DPO fine-tuning errors out on Yi 34B (Assertion `srcIndex < srcSelectDimSize` failed)

The script errors out only with Yi 34B Chat. I have tried Llama2 7/13B and SUSTech/SUS-Chat-34B and they all work. Yi 34B Chat has consistently been running into the following issue:
Traceback:
Assertion `srcIndex < srcSelectDimSize` failed.
  File "/home/ec2-user/anaconda3/envs/handbook/lib/python3.10/site-packages/torch/nn/modules/module.py", line 1518, in _wrapped_call_impl
../aten/src/ATen/native/cuda/Indexing.cu:1292: indexSelectLargeIndex: block: [234,0,0], thread: [54,0,0] Assertion `srcIndex < srcSelectDimSize` failed.
../aten/src/ATen/native/cuda/Indexing.cu:1292: indexSelectLargeIndex: block: [234,0,0], thread: [55,0,0] Assertion `srcIndex < srcSelectDimSize` failed.
../aten/src/ATen/native/cuda/Indexing.cu:1292: indexSelectLargeIndex: block: [234,0,0], thread: [56,0,0] Assertion `srcIndex < srcSelectDimSize` failed.
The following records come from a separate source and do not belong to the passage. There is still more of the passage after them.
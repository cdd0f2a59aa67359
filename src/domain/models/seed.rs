use anyhow::Result;
use async_trait::async_trait;

use super::Session;

#[async_trait]
pub trait SeedSource {
    /// Human readable description used in logs and CLI output.
    fn describe(&self) -> String;

    /// Fetches the single sample session used to bootstrap an empty store.
    async fn fetch(&self) -> Result<Session>;
}

pub type SeedBox = Box<dyn SeedSource + Send + Sync>;

#[derive(Clone, Debug, PartialEq, Eq)]
pub enum InitOutcome {
    /// A valid document already existed.
    AlreadyInitialized,
    /// The seed session was written as the initial document.
    Seeded(String),
    /// The seed could not be loaded, an empty document was written instead.
    Empty,
}
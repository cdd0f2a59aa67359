#[cfg(test)]
#[path = "mod_test.rs"]
mod tests;

pub mod file;
pub mod memory;

use std::path;

use anyhow::bail;
use anyhow::Context;
use anyhow::Result;

use crate::configuration::Config;
use crate::configuration::ConfigKey;
use crate::domain::models::StorageBox;
use crate::domain::models::StorageName;
use crate::domain::models::WorkflowError;

/// Rejects values larger than `quota` bytes. A quota of 0 disables the check.
fn check_quota(value: &str, quota: usize) -> Result<()> {
    if quota > 0 && value.len() > quota {
        return Err(WorkflowError::QuotaExceeded {
            size: value.len(),
            quota,
        }
        .into());
    }

    return Ok(());
}

pub struct StorageManager {}

impl StorageManager {
    /// Builds the backend named by the `storage` config key.
    pub fn from_config() -> Result<StorageBox> {
        let storage = Config::get(ConfigKey::Storage);
        return match StorageName::parse(storage.to_string()) {
            Some(name) => StorageManager::get(name),
            None => bail!(format!("Unknown storage '{storage}'")),
        };
    }

    pub fn get(name: StorageName) -> Result<StorageBox> {
        let quota_str = Config::get(ConfigKey::StorageQuota);
        let quota = quota_str
            .parse::<usize>()
            .with_context(|| return format!("Invalid storage quota '{quota_str}'"))?;

        if name == StorageName::Memory {
            return Ok(Box::new(memory::MemoryStorage::new(quota)));
        }

        let data_dir = path::PathBuf::from(Config::get(ConfigKey::DataDir));
        return Ok(Box::new(file::FileStorage::new(data_dir, quota)));
    }
}
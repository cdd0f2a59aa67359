#[cfg(test)]
#[path = "embedded_test.rs"]
mod tests;

use anyhow::bail;
use anyhow::Result;
use async_trait::async_trait;
use rust_embed::RustEmbed;

use crate::domain::models::SeedSource;
use crate::domain::models::Session;

pub const SAMPLE_FILE: &str = "workflow-log-sample.json";

#[derive(RustEmbed)]
#[folder = "assets/"]
struct Assets;

/// The sample session bundled into the binary.
#[derive(Default)]
pub struct EmbeddedSeed {}

#[async_trait]
impl SeedSource for EmbeddedSeed {
    fn describe(&self) -> String {
        return format!("embedded {SAMPLE_FILE}");
    }

    #[allow(clippy::implicit_return)]
    async fn fetch(&self) -> Result<Session> {
        let file = match Assets::get(SAMPLE_FILE) {
            Some(file) => file,
            None => bail!(format!("{SAMPLE_FILE} is not bundled")),
        };

        let session: Session = serde_json::from_slice(&file.data)?;
        return Ok(session);
    }
}
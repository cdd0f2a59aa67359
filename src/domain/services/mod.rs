mod app_state;
pub mod flow_map;
mod workflow_storage;

pub use app_state::*;
pub use workflow_storage::*;
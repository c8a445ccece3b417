//! Server configuration

use clap::Parser;
use std::net::SocketAddr;

/// Disclosure DB server configuration. Every flag can also be supplied via
/// environment variable.
#[derive(Debug, Clone, Parser)]
#[command(name = "disclosure-db-server", version, about)]
pub struct ServerConfig {
    /// Address to listen on
    #[arg(long, env = "DDB_LISTEN_ADDR", default_value = "127.0.0.1:8090")]
    pub listen_addr: SocketAddr,

    /// PostgreSQL connection URL
    #[arg(long, env = "DDB_DATABASE_URL")]
    pub database_url: String,

    /// Maximum connections in the pool
    #[arg(long, env = "DDB_POOL_SIZE", default_value_t = 20)]
    pub pool_size: u32,

    /// Name of the base disclosure form
    #[arg(long, env = "DDB_ROOT_FORM", default_value = "disclosure_form")]
    pub root_form: String,

    /// Number of per-table fetch queries grouped onto one connection
    /// during submission reconstruction
    #[arg(long, env = "DDB_FETCH_BATCH_SIZE", default_value_t = 80)]
    pub fetch_batch_size: usize,

    /// Deadline in seconds for one reconstruction fetch batch
    #[arg(long, env = "DDB_BATCH_TIMEOUT_SECS", default_value_t = 30)]
    pub batch_timeout_secs: u64,

    /// Consult the aggregate cache on read paths
    #[arg(
        long,
        env = "DDB_USE_AGGREGATE",
        default_value_t = true,
        action = clap::ArgAction::Set,
        num_args = 1
    )]
    pub use_aggregate: bool,

    /// Create the static tables at startup if they do not exist
    #[arg(long, env = "DDB_INIT_SCHEMA", default_value_t = false)]
    pub init_schema: bool,

    /// Enable permissive CORS (development)
    #[arg(long, env = "DDB_CORS", default_value_t = false)]
    pub cors_enabled: bool,

    /// Log level when RUST_LOG is not set
    #[arg(long, env = "DDB_LOG_LEVEL", default_value = "info")]
    pub log_level: String,

    /// Log format: "human" or "json"
    #[arg(long, env = "DDB_LOG_FORMAT", default_value = "human")]
    pub log_format: String,
}

impl ServerConfig {
    /// Fetch options derived from the configuration.
    pub fn fetch_options(&self) -> disclosure_db_store::FetchOptions {
        disclosure_db_store::FetchOptions {
            batch_size: self.fetch_batch_size,
            batch_timeout: std::time::Duration::from_secs(self.batch_timeout_secs),
        }
    }
}
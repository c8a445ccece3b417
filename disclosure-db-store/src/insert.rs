//! Execution of flattened write plans against the dynamic form tables.
//!
//! A [`WritePlan`] arrives from the flattening engine as typed cells; this
//! module renders one INSERT per row, binding each cell by its type. Every
//! business column writes two values: the typed column itself and its
//! `{name}_state` companion (NULL unless the cell carries a sentinel).

use crate::error::{Result, StoreError};
use disclosure_db_core::schema::TableDef;
use disclosure_db_core::value::{is_id_field, Cell, CellValue, RowWrite, WritePlan};
use sqlx::{PgPool, Postgres, QueryBuilder, Row};
use tracing::debug;

/// Insert every row of the plan, inside one transaction.
pub async fn insert_plan(pool: &PgPool, plan: &WritePlan) -> Result<()> {
    let mut tx = pool.begin().await?;
    let mut row_count = 0usize;
    for table_write in &plan.tables {
        for row in &table_write.rows {
            let mut qb = insert_row_query(&table_write.table, row);
            qb.build().execute(&mut *tx).await?;
            row_count += 1;
        }
    }
    tx.commit().await?;
    debug!(rows = row_count, tables = plan.tables.len(), "write plan inserted");
    Ok(())
}

/// Render one row as an INSERT statement with typed binds.
fn insert_row_query<'a>(table: &str, row: &'a RowWrite) -> QueryBuilder<'a, Postgres> {
    let mut qb = QueryBuilder::<Postgres>::new(format!("INSERT INTO {table} ("));
    {
        let mut columns = qb.separated(", ");
        for (name, _) in row {
            columns.push(name.clone());
            if !is_id_field(name) {
                columns.push(format!("{name}_state"));
            }
        }
    }
    qb.push(") VALUES (");
    {
        let mut values = qb.separated(", ");
        for (name, cell) in row {
            push_cell_bind(&mut values, cell);
            if !is_id_field(name) {
                values.push_bind(cell.state.map(|s| s.as_str().to_string()));
            }
        }
    }
    qb.push(")");
    qb
}

fn push_cell_bind<'a, 'qb>(
    values: &mut sqlx::query_builder::Separated<'qb, 'a, Postgres, &'static str>,
    cell: &'a Cell,
) {
    match &cell.value {
        // Typed NULL: the state column carries the sentinel, the value
        // column is a plain NULL. Binding as a nullable bigint is accepted
        // for every column type because the rendered expression is NULL.
        CellValue::Null => {
            values.push("NULL");
        }
        CellValue::Bool(v) => {
            values.push_bind(*v);
        }
        CellValue::Int(v) => {
            values.push_bind(*v);
        }
        CellValue::Float(v) => {
            values.push_bind(*v);
        }
        CellValue::Text(v) => {
            values.push_bind(v.clone());
        }
        CellValue::Timestamp(v) => {
            values.push_bind(*v);
        }
    }
}

/// Next available sub-form id for a root form: one above the maximum id
/// stored in any of its form-type columns, so freshly allocated sibling
/// sub-forms never collide with existing ones.
pub async fn next_form_id(pool: &PgPool, root: &TableDef) -> Result<i64> {
    let form_columns: Vec<&str> = root
        .columns
        .iter()
        .filter(|c| c.attribute_type.is_recursive())
        .map(|c| c.name.as_str())
        .collect();
    if form_columns.is_empty() {
        return Ok(1);
    }
    let sql = max_form_id_sql(&root.physical_name(), &form_columns);
    let row = sqlx::query(&sql).fetch_one(pool).await?;
    let max: Option<i64> = row.try_get(0)?;
    Ok(max.map(|m| m + 1).unwrap_or(1))
}

fn max_form_id_sql(table: &str, form_columns: &[&str]) -> String {
    let expr = if form_columns.len() == 1 {
        form_columns[0].to_string()
    } else {
        format!("GREATEST({})", form_columns.join(", "))
    };
    format!("SELECT MAX({expr}) FROM {table}")
}

/// Resolve the physical row id addressed by one level of an attribute path:
/// the rows of `table` for the submission, optionally filtered by a choice
/// column, selected by index.
pub async fn resolve_row_id(
    pool: &PgPool,
    table: &str,
    obj_id: i64,
    choice_field: Option<&str>,
    choice_value: Option<i64>,
    index: usize,
) -> Result<i64> {
    let mut qb = QueryBuilder::<Postgres>::new(format!("SELECT id FROM {table} WHERE obj_id = "));
    qb.push_bind(obj_id);
    if let (Some(field), Some(value)) = (choice_field, choice_value) {
        qb.push(format!(" AND {field} = "));
        qb.push_bind(value);
    }
    qb.push(" ORDER BY id");
    let rows = qb.build().fetch_all(pool).await?;
    if rows.is_empty() {
        return Err(StoreError::not_found(format!(
            "no rows in '{table}' for submission {obj_id}"
        )));
    }
    if index >= rows.len() {
        return Err(StoreError::not_found(format!(
            "no row with index {index} in '{table}' for submission {obj_id}"
        )));
    }
    Ok(rows[index].try_get(0)?)
}

#[cfg(test)]
mod tests {
    use super::*;
    use disclosure_db_core::value::{NullState, TableWrite};

    #[test]
    fn max_form_id_sql_uses_greatest_for_multiple_columns() {
        assert_eq!(
            max_form_id_sql("disclosure_form", &["exclusions"]),
            "SELECT MAX(exclusions) FROM disclosure_form"
        );
        assert_eq!(
            max_form_id_sql("disclosure_form", &["exclusions", "frameworks"]),
            "SELECT MAX(GREATEST(exclusions, frameworks)) FROM disclosure_form"
        );
    }

    #[test]
    fn insert_statement_pairs_value_and_state_columns() {
        let row: RowWrite = vec![
            ("obj_id".to_string(), Cell::int(9)),
            ("value_id".to_string(), Cell::int(3)),
            ("pct".to_string(), Cell::new(CellValue::Float(12.5))),
            ("reason".to_string(), Cell::sentinel(NullState::NotApplicable)),
        ];
        let qb = insert_row_query("exclusions_heritable", &row);
        let sql = qb.into_sql();
        assert_eq!(
            sql,
            "INSERT INTO exclusions_heritable (obj_id, value_id, pct, pct_state, reason, reason_state) \
             VALUES ($1, $2, $3, $4, NULL, $5)"
        );
    }

    #[test]
    fn plan_row_count_sums_tables() {
        let plan = WritePlan {
            tables: vec![
                TableWrite { table: "a".into(), rows: vec![vec![], vec![]] },
                TableWrite { table: "b".into(), rows: vec![vec![]] },
            ],
        };
        assert_eq!(plan.row_count(), 3);
    }
}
../aten/src/ATen/native/cuda/Indexing.cu:1292: indexSelectLargeIndex: block: [234,0,0], thread: [57,0,0] Assertion `srcIndex < srcSelectDimSize` failed.
../aten/src/ATen/native/cuda/Indexing.cu:1292: indexSelectLargeIndex: block: [234,0,0], thread: [58,0,0] Assertion `srcIndex < srcSelectDimSize` failed.
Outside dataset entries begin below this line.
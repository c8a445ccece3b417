//! Cell and value model with explicit null-sentinel states.
//!
//! Every nullable business field is persisted as two physical columns: the
//! typed value column and a `{name}_state` text companion. The pair is
//! surfaced here as a [`Cell`], which distinguishes "value present",
//! "intentionally left blank" (a [`NullState`] sentinel) and plain NULL.

use chrono::{DateTime, SecondsFormat, Utc};
use serde::{Deserialize, Serialize};
use serde_json::Value as JsonValue;
use std::collections::HashMap;

/// Column names that carry row identity rather than business data.
pub const ID_FIELDS: [&str; 3] = ["id", "obj_id", "value_id"];

/// Returns true for `id`, `obj_id` and `value_id`.
pub fn is_id_field(name: &str) -> bool {
    ID_FIELDS.contains(&name)
}

/// Null-sentinel states: "value intentionally withheld", as distinct from
/// "value never collected" (plain NULL with no state).
#[derive(Debug, Clone, Copy, PartialEq, Eq, Hash, Serialize, Deserialize)]
pub enum NullState {
    /// "-"
    Dash,
    /// "—"
    LongDash,
    /// "N/A"
    NotApplicable,
}

impl NullState {
    /// The wire/storage representation of this state.
    pub fn as_str(&self) -> &'static str {
        match self {
            NullState::Dash => "-",
            NullState::LongDash => "\u{2014}",
            NullState::NotApplicable => "N/A",
        }
    }

    /// Parse a storage string back into a state.
    pub fn parse(s: &str) -> Option<NullState> {
        match s {
            "-" => Some(NullState::Dash),
            "\u{2014}" => Some(NullState::LongDash),
            "N/A" => Some(NullState::NotApplicable),
            _ => None,
        }
    }

    /// Check whether a JSON value is one of the sentinel strings.
    pub fn from_json(value: &JsonValue) -> Option<NullState> {
        value.as_str().and_then(NullState::parse)
    }

    /// True when the JSON value is a sentinel string.
    pub fn is_sentinel(value: &JsonValue) -> bool {
        NullState::from_json(value).is_some()
    }
}

impl std::fmt::Display for NullState {
    fn fmt(&self, f: &mut std::fmt::Formatter<'_>) -> std::fmt::Result {
        f.write_str(self.as_str())
    }
}

/// Physical scalar cell contents, typed per the declared attribute type.
#[derive(Debug, Clone, PartialEq)]
pub enum CellValue {
    /// SQL NULL
    Null,
    Bool(bool),
    Int(i64),
    Float(f64),
    Text(String),
    Timestamp(DateTime<Utc>),
}

impl CellValue {
    /// True for SQL NULL.
    pub fn is_null(&self) -> bool {
        matches!(self, CellValue::Null)
    }

    /// The integer content, if any. Used for `id`/`obj_id`/`value_id` and
    /// for the form-id cells that link a parent row to its sub-form rows.
    pub fn as_int(&self) -> Option<i64> {
        match self {
            CellValue::Int(v) => Some(*v),
            _ => None,
        }
    }

    /// JSON representation. Timestamps render as RFC 3339.
    pub fn to_json(&self) -> JsonValue {
        match self {
            CellValue::Null => JsonValue::Null,
            CellValue::Bool(v) => JsonValue::Bool(*v),
            CellValue::Int(v) => JsonValue::from(*v),
            CellValue::Float(v) => {
                serde_json::Number::from_f64(*v).map_or(JsonValue::Null, JsonValue::Number)
            }
            CellValue::Text(v) => JsonValue::String(v.clone()),
            CellValue::Timestamp(v) => {
                JsonValue::String(v.to_rfc3339_opts(SecondsFormat::AutoSi, true))
            }
        }
    }
}

/// One physical cell: the stored value plus its null-sentinel state.
#[derive(Debug, Clone, PartialEq)]
pub struct Cell {
    pub value: CellValue,
    pub state: Option<NullState>,
}

impl Cell {
    /// A plain value cell with no sentinel state.
    pub fn new(value: CellValue) -> Self {
        Cell { value, state: None }
    }

    /// An integer cell. Convenience for id fields and form links.
    pub fn int(value: i64) -> Self {
        Cell::new(CellValue::Int(value))
    }

    /// A sentinel cell: NULL value plus an explicit state.
    pub fn sentinel(state: NullState) -> Self {
        Cell {
            value: CellValue::Null,
            state: Some(state),
        }
    }

    /// The integer content, ignoring any sentinel state.
    pub fn as_int(&self) -> Option<i64> {
        self.value.as_int()
    }

    /// JSON representation: the sentinel string when a state is set,
    /// otherwise the value itself.
    pub fn to_json(&self) -> JsonValue {
        match self.state {
            Some(state) => JsonValue::String(state.as_str().to_string()),
            None => self.value.to_json(),
        }
    }
}

/// One fetched row of a physical form table.
pub type FormRow = HashMap<String, Cell>;

/// One row prepared for insertion, cells in encounter order.
pub type RowWrite = Vec<(String, Cell)>;

/// Insert-ready rows for one physical table.
#[derive(Debug, Clone, PartialEq)]
pub struct TableWrite {
    pub table: String,
    pub rows: Vec<RowWrite>,
}

/// The full output of flattening one submission: one [`TableWrite`] per
/// (sub-)form that received rows, in allocation order.
#[derive(Debug, Clone, Default, PartialEq)]
pub struct WritePlan {
    pub tables: Vec<TableWrite>,
}

impl WritePlan {
    /// Total number of rows across all tables.
    pub fn row_count(&self) -> usize {
        self.tables.iter().map(|t| t.rows.len()).sum()
    }

    /// The rows destined for one table, if any.
    pub fn table(&self, table: &str) -> Option<&TableWrite> {
        self.tables.iter().find(|t| t.table == table)
    }
}

/// All fetched rows for one submission, keyed by physical table name.
///
/// This is the seam between the store (which fills it with one query per
/// table) and the assembler (which only reads it). Row order inside each
/// table is the order produced by the fetch queries and must be preserved.
#[derive(Debug, Default, Clone)]
pub struct FormStorage {
    tables: HashMap<String, Vec<FormRow>>,
}

impl FormStorage {
    pub fn new() -> Self {
        FormStorage::default()
    }

    /// Install the fetched rows for one physical table.
    pub fn insert_table(&mut self, table: impl Into<String>, rows: Vec<FormRow>) {
        self.tables.insert(table.into(), rows);
    }

    /// All rows of a table, in fetch order.
    pub fn table(&self, table: &str) -> &[FormRow] {
        self.tables.get(table).map(Vec::as_slice).unwrap_or(&[])
    }

    /// Rows of a table grouped under one parent occurrence.
    ///
    /// `value_id == None` selects root rows (no `value_id` cell, or NULL);
    /// `Some(id)` selects the rows of the sub-form instance linked from a
    /// parent cell holding `id`.
    pub fn rows(&self, table: &str, value_id: Option<i64>) -> Vec<&FormRow> {
        self.table(table)
            .iter()
            .filter(|row| row.get("value_id").and_then(Cell::as_int) == value_id)
            .collect()
    }

    /// Table names present in this storage.
    pub fn table_names(&self) -> impl Iterator<Item = &str> {
        self.tables.keys().map(String::as_str)
    }
}

#[cfg(test)]
mod tests {
    use super::*;
    use serde_json::json;

    #[test]
    fn null_state_round_trip() {
        for state in [NullState::Dash, NullState::LongDash, NullState::NotApplicable] {
            assert_eq!(NullState::parse(state.as_str()), Some(state));
        }
        assert_eq!(NullState::parse("n/a"), None);
    }

    #[test]
    fn sentinel_detection() {
        assert!(NullState::is_sentinel(&json!("N/A")));
        assert!(NullState::is_sentinel(&json!("\u{2014}")));
        assert!(!NullState::is_sentinel(&json!("NA")));
        assert!(!NullState::is_sentinel(&json!(null)));
        assert!(!NullState::is_sentinel(&json!(12)));
    }

    #[test]
    fn sentinel_cell_renders_state_string() {
        let cell = Cell::sentinel(NullState::NotApplicable);
        assert_eq!(cell.to_json(), json!("N/A"));

        let cell = Cell::new(CellValue::Int(42));
        assert_eq!(cell.to_json(), json!(42));
    }

    #[test]
    fn storage_groups_rows_by_value_id() {
        let mut storage = FormStorage::new();
        let mut root = FormRow::new();
        root.insert("id".into(), Cell::int(1));
        let mut child_a = FormRow::new();
        child_a.insert("id".into(), Cell::int(2));
        child_a.insert("value_id".into(), Cell::int(7));
        let mut child_b = FormRow::new();
        child_b.insert("id".into(), Cell::int(3));
        child_b.insert("value_id".into(), Cell::int(8));

        storage.insert_table("emissions", vec![root]);
        storage.insert_table("exclusions_heritable", vec![child_a, child_b]);

        assert_eq!(storage.rows("emissions", None).len(), 1);
        assert_eq!(storage.rows("exclusions_heritable", Some(7)).len(), 1);
        assert_eq!(storage.rows("exclusions_heritable", Some(9)).len(), 0);
        assert_eq!(storage.rows("missing_table", None).len(), 0);
    }
}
../aten/src/ATen/native/cuda/Indexing.cu:1292: indexSelectLargeIndex: block: [234,0,0], thread: [59,0,0] Assertion `srcIndex < srcSelectDimSize` failed.
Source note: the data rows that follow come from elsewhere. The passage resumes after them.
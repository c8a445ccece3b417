//! Submission and revision managers: the write path.
//!
//! `SubmissionManager` creates submissions and fills empty ones;
//! `RevisionManager` applies path-addressed restatements by cloning the
//! previous revision's rows under a new `obj_id` — prior revisions are
//! never mutated. Both recompute the aggregate document whole after every
//! successful write.

use crate::error::{messages, ApiError, Result};
use crate::flatten::SubmissionFlattener;
use crate::loader::SubmissionLoader;
use crate::model::{RestatementEdit, SubmissionCreate, SubmissionView};
use chrono::{DateTime, Utc};
use disclosure_db_core::path::AttributePath;
use disclosure_db_core::value::is_id_field;
use disclosure_db_store::restatement::{self, NewRestatement};
use disclosure_db_store::{aggregate, insert, submission, NewSubmission, SchemaSnapshot, StoreError, SubmissionRecord};
use futures::future::BoxFuture;
use futures::FutureExt;
use rand::Rng;
use serde_json::Value as JsonValue;
use tracing::info;

/// Keys a submission may carry without counting as "has values".
const IDENTITY_KEYS: [&str; 2] = ["legal_entity_identifier", "disclosure_source"];

/// Creates submissions and inserts their flattened values.
#[derive(Clone)]
pub struct SubmissionManager {
    loader: SubmissionLoader,
}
../aten/src/ATen/native/cuda/Indexing.cu:1292: indexSelectLargeIndex: block: [234,0,0], thread: [60,0,0] Assertion `srcIndex < srcSelectDimSize` failed.
../aten/src/ATen/native/cuda/Indexing.cu:1292: indexSelectLargeIndex: block: [234,0,0], thread: [61,0,0] Assertion `srcIndex < srcSelectDimSize` failed.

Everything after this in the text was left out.